Well, I was wrong.  I guess I learned my lesson in speculation.  Or did I?  The example in urban Bloomington warranted a follow-up essay about five months later, because the developer, who had hoped to build a large condo building on Kirkwood Avenue on the site of multiple smaller structures, ultimately decided simply to upgrade and improve the appearance of the existing structures when the condo market went bust.  In truth, I wasn’t wrong about the land banking process—it just didn’t work out the way the developer had anticipated.  Meanwhile, the suburban Greenwood example simply foretold the replacement of old retail outparcel buildings (mostly drive thru restaurants) with newer, flashier ones, like a contemporary Chick-fil-A.  So I was wrong on that, but maybe the intention was for a larger retail structure that again flopped, since the economy made it harder to secure financing for more ambitious projects.

Either way, I’m at it again, speculating on another land banking initiative, exploiting the term once more.  I may be wrong once more, but I’m more confident than ever about my guesswork because of the setting: this time it’s in densely populated downtown Philadelphia, usually referred to by the locals as Center City.

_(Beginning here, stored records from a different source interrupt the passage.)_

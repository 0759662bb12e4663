//! Path checks shared by the container file operations.
//!
//! Remote paths are always slash separated, whatever the host OS. Relative
//! remote paths resolve under the service user's home directory.

use std::path::{Component, Path};

use crate::error_handling::types::ContainerError;

/// Splits a slash separated path into its non-empty components.
///
/// `"/foo//bar/"` gives `["foo", "bar"]`; `""` and `"/"` give nothing.
pub fn split_path(path: &str) -> Vec<String> {
    path.split('/')
        .filter(|part| !part.is_empty())
        .map(str::to_string)
        .collect()
}

/// Rejects remote paths with a `..` component or an embedded NUL.
pub fn validate_remote_path(path: &str) -> Result<(), ContainerError> {
    for part in split_path(path) {
        if part == ".." || part.contains('\0') {
            return Err(ContainerError::InvalidPath(format!(
                "invalid path component {:?} in {:?}",
                part, path
            )));
        }
    }
    Ok(())
}

/// Absolute form of `path`, with relative paths placed under `home`.
///
/// An empty path or `.` is `home` itself. `.` components are dropped.
pub fn resolve_remote_path(home: &str, path: &str) -> Result<String, ContainerError> {
    validate_remote_path(path)?;

    let mut parts: Vec<String> = if path.starts_with('/') {
        Vec::new()
    } else {
        split_path(home)
    };
    parts.extend(split_path(path).into_iter().filter(|part| part != "."));

    Ok(format!("/{}", parts.join("/")))
}

/// Parent directory of an absolute remote path, `None` when it is `/`.
pub fn remote_parent(path: &str) -> Option<String> {
    let mut parts = split_path(path);
    parts.pop()?;
    if parts.is_empty() {
        None
    } else {
        Some(format!("/{}", parts.join("/")))
    }
}

/// Rejects local paths that climb out of their directory with `..`.
pub fn validate_local_path(path: &Path) -> Result<(), ContainerError> {
    if path.as_os_str().is_empty() {
        return Err(ContainerError::InvalidPath("empty local path".to_string()));
    }
    if path.components().any(|c| matches!(c, Component::ParentDir)) {
        return Err(ContainerError::InvalidPath(format!(
            "local path {} attempts to escape its directory",
            path.display()
        )));
    }
    Ok(())
}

By most measurements, the squat, nondescript building in the photo above appears to be in good enough condition, but it sure doesn’t seem to have much luck at securing tenants.  It sits at the intersection of South 15th Street and Walnut Street, and its prime storefront is glaringly vacant:
And the first photo was misleading; it revealed the entire frontage along South 15th Street, but despite the various signs for a coffee shop, hair salon, and Korean restaurant, the reality is far less promising:
The Panache salon has vacated the first group of windows on the photo above, while Elixir Coffee House—
Gone as well, relocated a mere half-block to the west.  Finally, it would appear that Miga, the Korean restaurant at the end, has closed altogether.
However, a small sign in the window indicates that the business hopes to reopen soon…presumably in a new location.  Meanwhile the second floor of the building doesn’t look much more active:
The pictures don’t fully capture this, but in the few places where the curtains are drawn, it is clear that the offices are empty, and the thickness of dust across all the windows suggests that they haven’t been used in quite some time.

The frontage on Walnut Street is no better.
Lush, the upscale purveyor of soap and cosmetics, used to occupy that street-level space in the adjacent two-story building, but it has apparently relocated as well.  And a bit further down the street, the furniture rental store has also relocated, in yet another low-rise structure.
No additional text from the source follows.